I'm using the fluent-operator to deploy fluentbit and fluentd.
Fluentbit collects and enriches the logs with Kubernetes metadata, then forwards to Fluentd.
Fluentd ships the logs to AWS OpenSearch.
I was trying to add a namespace label to the logstashPrefix like this:
apiVersion: fluentd.fluent.io/v1alpha1
kind: ClusterOutput
metadata:
name: cluster-fluentd-output-os
labels:
output.fluentd.fluent.io/scope: "cluster"
output.fluentd.fluent.io/enabled: "true"
spec:
outputs:
- customPlugin:
config: |
<match **>
@type opensearch
host "${FLUENT_OPENSEARCH_HOST}"
port 443
logstash_format true
logstash_prefix logs-$${record['kubernetes']['namespace_name']['labels']['org']}
scheme https
<endpoint>
url "https://${FLUENT_OPENSEARCH_HOST}"
region "${FLUENT_OPENSEARCH_REGION}"
assume_role_arn "#{ENV['AWS_ROLE_ARN']}"
assume_role_web_identity_token_file "#{ENV['AWS_WEB_IDENTITY_TOKEN_FILE']}"
</endpoint>
</match>
logLevel: info
But it ended up creating an index with the Ruby expression in it:
logs-${record['kubernetes']['namespace_name']['labels']['org']}-2023.04.04
This is because fluentbit doesn't enrich the logs with namespace metadata besides the namespace name.

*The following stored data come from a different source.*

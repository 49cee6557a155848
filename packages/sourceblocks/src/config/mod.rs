//! Pass configuration.
//!
//! Loaded from a JSON object; every field is optional and falls back to the
//! documented default, so an empty `{}` is a valid configuration.

use crate::errors::{Result, SourceBlockError};
use serde::Deserialize;
use std::path::{Path, PathBuf};

/// Platform path-list separator used by `profile_files`.
#[cfg(windows)]
const PATH_LIST_SEPARATOR: char = ';';
#[cfg(not(windows))]
const PATH_LIST_SEPARATOR: char = ':';

#[derive(Debug, Clone, Deserialize)]
#[serde(default)]
pub struct InsertionConfig {
    /// Inject source blocks even for methods without any profile.
    pub always_inject: bool,
    /// Always compute the serialized string, profiles or not.
    pub force_serialize: bool,
    /// Also emit source blocks after potentially-throwing instructions.
    pub insert_after_excs: bool,
    /// Profile file paths, one per interaction, separated by the platform
    /// path-list separator. Order defines the interaction index.
    pub profile_files: String,
    /// Preferred interaction-id order; listed ids are indexed first.
    pub ordered_interactions: Vec<String>,
    /// If positive, zero any val whose `appear100` falls below this.
    pub block_appear100_threshold: f32,
    /// Run the best-effort repair passes before finalizing.
    pub fix_violations: bool,
    /// Synthesize hot/cold vals from caller reachability for unprofiled
    /// interactions.
    pub enable_fuzzing: bool,
}

impl Default for InsertionConfig {
    fn default() -> Self {
        Self {
            always_inject: true,
            force_serialize: false,
            insert_after_excs: true,
            profile_files: String::new(),
            ordered_interactions: Vec::new(),
            block_appear100_threshold: 0.0,
            fix_violations: false,
            enable_fuzzing: false,
        }
    }
}

impl InsertionConfig {
    pub fn from_json_str(json: &str) -> Result<Self> {
        let config: Self = serde_json::from_str(json)
            .map_err(|e| SourceBlockError::config(format!("invalid config JSON: {e}")))?;
        config.validate()?;
        Ok(config)
    }

    pub fn from_json_file(path: &Path) -> Result<Self> {
        let json = std::fs::read_to_string(path)?;
        Self::from_json_str(&json)
    }

    fn validate(&self) -> Result<()> {
        if !(0.0..=100.0).contains(&self.block_appear100_threshold) {
            return Err(SourceBlockError::config(format!(
                "block_appear100_threshold must be within [0, 100], got {}",
                self.block_appear100_threshold
            )));
        }
        Ok(())
    }

    /// `profile_files` split into paths; empty segments are skipped.
    pub fn profile_paths(&self) -> Vec<PathBuf> {
        self.profile_files
            .split(PATH_LIST_SEPARATOR)
            .filter(|s| !s.is_empty())
            .map(PathBuf::from)
            .collect()
    }
}
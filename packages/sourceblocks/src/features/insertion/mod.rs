//! Source-block insertion.
//!
//! `inserter` handles one method; `pass` drives the whole scope in parallel
//! and `artifacts` flushes the deterministic output files.

pub mod artifacts;
pub mod inserter;
pub mod pass;

pub use artifacts::PassArtifacts;
pub use inserter::{insert_source_blocks, InsertResult, InsertionOptions};
pub use pass::{InsertSourceBlocksPass, PassOutput, PassStats};
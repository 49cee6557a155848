//! The unit of work: one method with code.

use crate::shared::models::cfg::ControlFlowGraph;
use crate::shared::models::method::MethodId;

/// One method in the optimization scope. Methods without code never enter a
/// scope.
#[derive(Debug, Clone)]
pub struct ScopeMethod {
    pub method: MethodId,
    pub cfg: ControlFlowGraph,
}

impl ScopeMethod {
    pub fn new(method: MethodId, cfg: ControlFlowGraph) -> Self {
        Self { method, cfg }
    }
}

/// All methods a pass runs over.
pub type Scope = Vec<ScopeMethod>;
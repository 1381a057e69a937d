//! Job infrastructure for background work.
//!
//! This module provides the kernel-level infrastructure for job execution:
//! - [`SqliteJobQueue`] - Database-backed job queue (lease, complete, retry, fail)
//! - [`JobRegistry`] - Job type to handler mapping
//! - [`JobProcessor`] / [`ProcessorHandle`] - Poll loop and maintenance loop lifecycle
//! - [`Job`] - Job model and status transition table
//!
//! # Architecture
//!
//! ```text
//! Caller calls handle.enqueue(type, payload)
//!     │
//!     └─► SqliteJobQueue.enqueue()  (status = pending)
//!
//! JobRunner (every poll_interval)
//!     │
//!     ├─► reclaim_expired_leases()
//!     ├─► lease_next_ready()        (pending -> running, attempts + 1)
//!     ├─► JobRegistry.dispatch()
//!     └─► complete / reschedule_for_retry / fail_permanently
//! ```

mod backoff;
mod error;
mod job;
pub mod maintenance;
mod queue;
mod registry;
mod runner;

pub use backoff::retry_delay;
pub use error::{JobError, JobResult};
pub use job::{Job, JobStatus, NewJob, DEFAULT_MAX_ATTEMPTS};
pub use queue::{
    JobQueue, JobStats, ReclaimSummary, SqliteJobQueue, DEFAULT_LEASE_SECS, LEASE_EXPIRED_ERROR,
};
pub use registry::{HandlerFuture, JobRegistry, SharedJobRegistry};
pub use runner::{
    JobOutcome, JobProcessor, JobRunner, JobRunnerConfig, ProcessedJob, ProcessorHandle,
};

Here's an example log:
{
"_index": "logs-${record['kubernetes']['pod_name']}-2023.04.04",
"_id": "XXX-XXX",
"_version": 1,
"_score": null,
"_source": {
"log": "2023-04-04T22:19:06.572970297Z stdout F Notice: XXXX for 'XXXX'",
"kubernetes": {
"pod_name": "dockerhub-limit-exporter-XXX-XXX",
"namespace_name": "observability-system",
"labels": {
"app.kubernetes.io/instance": "dockerhub-limit-exporter",
"app.kubernetes.io/name": "dockerhub-limit-exporter",
"pod-template-hash": "XXX"
},
"annotations": {
"kubernetes.io/psp": "eks.privileged"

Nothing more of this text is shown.